ÇOCUKLARDA MAHREMİYET


ÇOCUKLARDA MAHREMİYET

ÇOCUKLARDA MAHREMİYET

Betül ÖZPAMUKÇU

Psikolojik Danışman

 

Günümüzde, çocuktan yetişkine taciz, istismar vakalarını oldukça sık duymaktayız. Her haberde üzüntümüz kızgınlığımız artsa da ve birtakım sosyal medya araçlarıyla bu tepkimizi belli etsek de, bu tür olaylar azalması bir yana, gün geçtikçe daha da artmaktadır. Bunun belki birçok sebepleri olmakla birlikte bir durumda aslında çözüm adına atacağımız en önemli adımlardan biri, ‘mahremiyet eğitimini’ hem anlamak hem de çocuklarımızı buna göre yetiştirmek olacaktır.

Mahremiyet nedir ve eğitimi nasıl verilmelidir?

Mahremiyet geniş anlamıyla; çocuğun kendi ve başkalarının özel alanının farkında olması, buna göre kendi sınırlarını çizebilmesi ve ileride kendisine yönelik yapılabilecek ihlal, fiziksel ve duygusal istismara karşı kendini koruyabilmesi için var olan donanımını ortaya koyabilmesidir. Mahremiyet, belirttiğimiz gibi aslında çocukta temelde var olan, 3 yaşlarında kendiliğinden oluşmaya başlayan bir iç donanımdır, dolayısıyla gelişimin bir parçasıdır. Fakat bebeklikten itibaren bakım veren kişinin ya da çevrenin bu konudaki ihlalleri, çocuğun mahremiyet algısını zedelemekte ve çocuklar istismar yönelimli kişilere karşı yem haline gelebilmektedir.

Buna göre çocuklar sınırları ve özel alanları nasıl belirler?

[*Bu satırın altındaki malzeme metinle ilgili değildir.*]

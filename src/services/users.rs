use chrono::{DateTime, Utc};
use sea_orm::{
    ActiveModelTrait, ColumnTrait, Condition, EntityTrait, PaginatorTrait, QueryFilter, QueryOrder,
    Set,
};
use serde::{Deserialize, Serialize};
use std::sync::Arc;
use tracing::{info, instrument, warn};
use utoipa::ToSchema;
use uuid::Uuid;
use validator::Validate;

use crate::auth::{self, ROLE_ADMIN, ROLE_SALES};
use crate::db::DbPool;
use crate::entities::user;
use crate::errors::ServiceError;
use crate::PaginatedResponse;

#[derive(Debug, Deserialize, Validate, ToSchema)]
pub struct CreateUserRequest {
    #[validate(length(min = 3, max = 50, message = "Username must be 3-50 characters"))]
    pub username: String,
    #[validate(email(message = "Invalid email address"))]
    pub email: String,
    #[validate(length(min = 6, message = "Password must be at least 6 characters"))]
    pub password: String,
    #[validate(length(min = 1, max = 120, message = "Full name is required"))]
    pub full_name: String,
    pub role: String,
    pub phone: Option<String>,
}

#[derive(Debug, Deserialize, Validate, ToSchema)]
pub struct UpdateUserRequest {
    #[validate(email(message = "Invalid email address"))]
    pub email: Option<String>,
    #[validate(length(min = 1, max = 120, message = "Full name cannot be empty"))]
    pub full_name: Option<String>,
    pub role: Option<String>,
    pub phone: Option<String>,
    pub is_active: Option<bool>,
}

#[derive(Debug, Deserialize, Validate, ToSchema)]
pub struct ChangePasswordRequest {
    pub current_password: String,
    #[validate(length(min = 6, message = "New password must be at least 6 characters"))]
    pub new_password: String,
}

#[derive(Debug, Deserialize, Validate, ToSchema)]
pub struct ResetPasswordRequest {
    #[validate(length(min = 6, message = "New password must be at least 6 characters"))]
    pub new_password: String,
}

#[derive(Debug, Deserialize, ToSchema)]
pub struct UserListQuery {
    pub page: Option<u64>,
    pub limit: Option<u64>,
    /// Restrict to one role ("admin" or "sales")
    pub role: Option<String>,
    /// Also list disabled accounts (default false)
    pub include_inactive: Option<bool>,
}

#[derive(Debug, Serialize, ToSchema)]
pub struct UserResponse {
    pub id: Uuid,
    pub username: String,
    pub email: String,
    pub full_name: String,
    pub role: String,
    pub phone: Option<String>,
    pub is_active: bool,
    pub last_login: Option<DateTime<Utc>>,
    pub created_at: DateTime<Utc>,
    pub updated_at: Option<DateTime<Utc>>,
}

#[derive(Debug, Serialize, ToSchema)]
pub struct UserStatsResponse {
    pub total_users: u64,
    pub active_users: u64,
    pub admin_count: u64,
    pub sales_count: u64,
}

fn validate_role(role: &str) -> Result<(), ServiceError> {
    if role == ROLE_ADMIN || role == ROLE_SALES {
        Ok(())
    } else {
        Err(ServiceError::ValidationError(format!(
            "Role must be '{}' or '{}'",
            ROLE_ADMIN, ROLE_SALES
        )))
    }
}

/// Service for account management and credential checks
#[derive(Clone)]
pub struct UserService {
    db_pool: Arc<DbPool>,
    default_page_size: u64,
    max_page_size: u64,
}

impl UserService {
    pub fn new(db_pool: Arc<DbPool>, default_page_size: u64, max_page_size: u64) -> Self {
        Self {
            db_pool,
            default_page_size,
            max_page_size,
        }
    }

    /// Authenticates by username or email plus password.
    ///
    /// Deliberately returns the same error for unknown accounts and
    /// wrong passwords so callers cannot probe for valid usernames.
    #[instrument(skip(self, password))]
    pub async fn authenticate(
        &self,
        identifier: &str,
        password: &str,
    ) -> Result<user::Model, ServiceError> {
        let db = &*self.db_pool;
        let found = user::Entity::find()
            .filter(
                Condition::any()
                    .add(user::Column::Username.eq(identifier))
                    .add(user::Column::Email.eq(identifier)),
            )
            .one(db)
            .await?;

        let user = match found {
            Some(user) => user,
            None => {
                warn!(identifier, "login attempt for unknown account");
                return Err(ServiceError::Unauthorized("Invalid credentials".into()));
            }
        };

        if !auth::verify_password(password, &user.password_hash)
            .map_err(|e| ServiceError::HashError(e.to_string()))?
        {
            warn!(identifier, "login attempt with wrong password");
            return Err(ServiceError::Unauthorized("Invalid credentials".into()));
        }

        if !user.is_active {
            // Same message as a wrong password; the log carries the real cause
            warn!(identifier, "login attempt for disabled account");
            return Err(ServiceError::Unauthorized("Invalid credentials".into()));
        }

        let mut model: user::ActiveModel = user.into();
        model.last_login = Set(Some(chrono::Utc::now()));
        let user = model.update(db).await?;

        Ok(user)
    }

    #[instrument(skip(self))]
    pub async fn list_users(
        &self,
        query: UserListQuery,
    ) -> Result<PaginatedResponse<UserResponse>, ServiceError> {
        let db = &*self.db_pool;
        let page = query.page.unwrap_or(1).max(1);
        let limit = query
            .limit
            .unwrap_or(self.default_page_size)
            .clamp(1, self.max_page_size);

        let mut finder = user::Entity::find();
        if let Some(role) = query.role.as_deref().filter(|r| !r.is_empty()) {
            validate_role(role)?;
            finder = finder.filter(user::Column::Role.eq(role));
        }
        if !query.include_inactive.unwrap_or(false) {
            finder = finder.filter(user::Column::IsActive.eq(true));
        }

        let paginator = finder
            .order_by_asc(user::Column::Username)
            .paginate(db, limit);

        let total = paginator.num_items().await?;
        let users = paginator.fetch_page(page - 1).await?;

        Ok(PaginatedResponse::new(
            users.into_iter().map(Self::model_to_response).collect(),
            total,
            page,
            limit,
        ))
    }

    /// Lists active sales accounts, used to populate assignment dropdowns.
    #[instrument(skip(self))]
    pub async fn list_sales_users(&self) -> Result<Vec<UserResponse>, ServiceError> {
        let db = &*self.db_pool;
        let users = user::Entity::find()
            .filter(user::Column::Role.eq(ROLE_SALES))
            .filter(user::Column::IsActive.eq(true))
            .order_by_asc(user::Column::FullName)
            .all(db)
            .await?;
        Ok(users.into_iter().map(Self::model_to_response).collect())
    }

    #[instrument(skip(self))]
    pub async fn get_user(&self, user_id: Uuid) -> Result<UserResponse, ServiceError> {
        let user = self.find_required(user_id).await?;
        Ok(Self::model_to_response(user))
    }

    pub async fn find_required(&self, user_id: Uuid) -> Result<user::Model, ServiceError> {
        let db = &*self.db_pool;
        user::Entity::find_by_id(user_id)
            .one(db)
            .await?
            .ok_or_else(|| ServiceError::NotFound(format!("User {} not found", user_id)))
    }

    #[instrument(skip(self, request), fields(username = %request.username))]
    pub async fn create_user(
        &self,
        request: CreateUserRequest,
    ) -> Result<UserResponse, ServiceError> {
        validate_role(&request.role)?;
        let db = &*self.db_pool;

        let conflict = user::Entity::find()
            .filter(
                Condition::any()
                    .add(user::Column::Username.eq(request.username.as_str()))
                    .add(user::Column::Email.eq(request.email.as_str())),
            )
            .one(db)
            .await?;
        if conflict.is_some() {
            return Err(ServiceError::Conflict(
                "Username or email already in use".into(),
            ));
        }

        let password_hash =
            auth::hash_password(&request.password).map_err(|e| ServiceError::HashError(e.to_string()))?;

        let model = user::ActiveModel {
            id: Set(Uuid::new_v4()),
            username: Set(request.username),
            email: Set(request.email),
            password_hash: Set(password_hash),
            full_name: Set(request.full_name),
            role: Set(request.role),
            phone: Set(request.phone),
            is_active: Set(true),
            ..Default::default()
        };

        let created = model.insert(db).await?;
        info!(user_id = %created.id, "created user account");
        Ok(Self::model_to_response(created))
    }

    #[instrument(skip(self, request))]
    pub async fn update_user(
        &self,
        user_id: Uuid,
        request: UpdateUserRequest,
    ) -> Result<UserResponse, ServiceError> {
        let db = &*self.db_pool;
        let existing = self.find_required(user_id).await?;

        if let Some(role) = &request.role {
            validate_role(role)?;
        }
        if let Some(email) = &request.email {
            let conflict = user::Entity::find()
                .filter(user::Column::Email.eq(email.as_str()))
                .filter(user::Column::Id.ne(user_id))
                .one(db)
                .await?;
            if conflict.is_some() {
                return Err(ServiceError::Conflict("Email already in use".into()));
            }
        }

        let mut model: user::ActiveModel = existing.into();
        if let Some(email) = request.email {
            model.email = Set(email);
        }
        if let Some(full_name) = request.full_name {
            model.full_name = Set(full_name);
        }
        if let Some(role) = request.role {
            model.role = Set(role);
        }
        if let Some(phone) = request.phone {
            model.phone = Set(Some(phone));
        }
        if let Some(is_active) = request.is_active {
            model.is_active = Set(is_active);
        }

        let updated = model.update(db).await?;
        Ok(Self::model_to_response(updated))
    }

    /// Soft-deletes an account by disabling it. Admins cannot disable
    /// their own account.
    #[instrument(skip(self))]
    pub async fn delete_user(&self, user_id: Uuid, requester_id: Uuid) -> Result<(), ServiceError> {
        if user_id == requester_id {
            return Err(ServiceError::BadRequest(
                "Cannot delete your own account".into(),
            ));
        }
        let db = &*self.db_pool;
        let existing = self.find_required(user_id).await?;

        let mut model: user::ActiveModel = existing.into();
        model.is_active = Set(false);
        model.update(db).await?;
        info!(%user_id, "disabled user account");
        Ok(())
    }

    #[instrument(skip(self, new_password))]
    pub async fn reset_password(
        &self,
        user_id: Uuid,
        new_password: &str,
    ) -> Result<(), ServiceError> {
        let db = &*self.db_pool;
        let existing = self.find_required(user_id).await?;

        let password_hash =
            auth::hash_password(new_password).map_err(|e| ServiceError::HashError(e.to_string()))?;
        let mut model: user::ActiveModel = existing.into();
        model.password_hash = Set(password_hash);
        model.update(db).await?;
        info!(%user_id, "password reset by administrator");
        Ok(())
    }

    #[instrument(skip(self, current_password, new_password))]
    pub async fn change_password(
        &self,
        user_id: Uuid,
        current_password: &str,
        new_password: &str,
    ) -> Result<(), ServiceError> {
        let db = &*self.db_pool;
        let existing = self.find_required(user_id).await?;

        if !auth::verify_password(current_password, &existing.password_hash)
            .map_err(|e| ServiceError::HashError(e.to_string()))?
        {
            return Err(ServiceError::Unauthorized(
                "Current password is incorrect".into(),
            ));
        }

        let password_hash =
            auth::hash_password(new_password).map_err(|e| ServiceError::HashError(e.to_string()))?;
        let mut model: user::ActiveModel = existing.into();
        model.password_hash = Set(password_hash);
        model.update(db).await?;
        info!(%user_id, "password changed");
        Ok(())
    }

    #[instrument(skip(self))]
    pub async fn stats(&self) -> Result<UserStatsResponse, ServiceError> {
        let db = &*self.db_pool;
        let total_users = user::Entity::find().count(db).await?;
        let active_users = user::Entity::find()
            .filter(user::Column::IsActive.eq(true))
            .count(db)
            .await?;
        let admin_count = user::Entity::find()
            .filter(user::Column::Role.eq(ROLE_ADMIN))
            .count(db)
            .await?;
        let sales_count = user::Entity::find()
            .filter(user::Column::Role.eq(ROLE_SALES))
            .count(db)
            .await?;

        Ok(UserStatsResponse {
            total_users,
            active_users,
            admin_count,
            sales_count,
        })
    }

    pub fn model_to_response(user: user::Model) -> UserResponse {
        UserResponse {
            id: user.id,
            username: user.username,
            email: user.email,
            full_name: user.full_name,
            role: user.role,
            phone: user.phone,
            is_active: user.is_active,
            last_login: user.last_login,
            created_at: user.created_at,
            updated_at: user.updated_at,
        }
    }
}

#[cfg(test)]
mod tests {
    use super::*;

    #[test]
    fn role_validation_accepts_known_roles() {
        assert!(validate_role("admin").is_ok());
        assert!(validate_role("sales").is_ok());
        assert!(validate_role("superuser").is_err());
        assert!(validate_role("").is_err());
    }

    #[test]
    fn create_user_request_rejects_short_password() {
        let request = CreateUserRequest {
            username: "newuser".into(),
            email: "newuser@example.com".into(),
            password: "short".into(),
            full_name: "New User".into(),
            role: "sales".into(),
            phone: None,
        };
        let err = request.validate().unwrap_err();
        assert!(err.field_errors().contains_key("password"));
    }
}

Çocuğun gelişimi içerisinde mahremiyetini zedeleyen ilk davranışlardan biri, tuvalet eğitimi verilmeden önce birçok kişi tarafından bebeğin altının değiştirilmesi, bunun görülmesi ve bebeğin özel bölgelerinin sevme aracı haline getirilmesidir. Bu durum aslında çocukları 3 yaşında veya sonrasında tuvalet eğitimiyle birlikte rahatsız etmeye başlar fakat çocuklar bir süre sonra bu duruma alışırlar ve ileride olası bir sınır ihlaline karşı tepkisiz kalmayı seçebilirler. Bu dönemde yapılması gereken ise bebeklik döneminde sadece bakım veren bir iki kişinin alt değiştirme işlemini görmesine, bebeğin özel bölgesini oyun aracı haline getirilmemesine dikkat etmek; tuvalet eğitimi sürecinde ve sonrasında ise çocuğun lazımlık kullanırken ortalıkta değil kendi alanında olmasını, ilerleyen süreçte ise tuvalet ve temizleme işlemlerini annesi bile yanında olmadan ya da görmeden kendi halledebilmesini sağlamaktır. Ayrıca sevmek için dudaktan öpme gibi uygun olmayan davranışlara girilmemelidir. Böylelikle çocuklar, ilerleyen dönemde hem kendi bedenini koruyacak hem de başkalarının bedenine yönelik ihlallere girmeyecektir. Şunu da belirtmek gerekir ki; bizim toplumumuzda yaygın olarak var olan, büyüklerin de yer aldığı geniş ailelerde büyüyen çocuklar, mahremiyeti zedeleyen davranışlara daha çok maruz kalabilmeleri olasıdır. Ebeveynler bu durumda kendileriyle birlikte yakınlarının davranışlarına da dikkat etmeleri gerekir. Çocukların mahremiyet duygusunu kazanmaları için ebeveynlerinin bilinçlenmesi gerektiği kadar devamlı birlikte olduğu yakın çevrenin de mahremiyet eğitime yönelik olarak kendi davranışlarını düzenleyebilmelidirler.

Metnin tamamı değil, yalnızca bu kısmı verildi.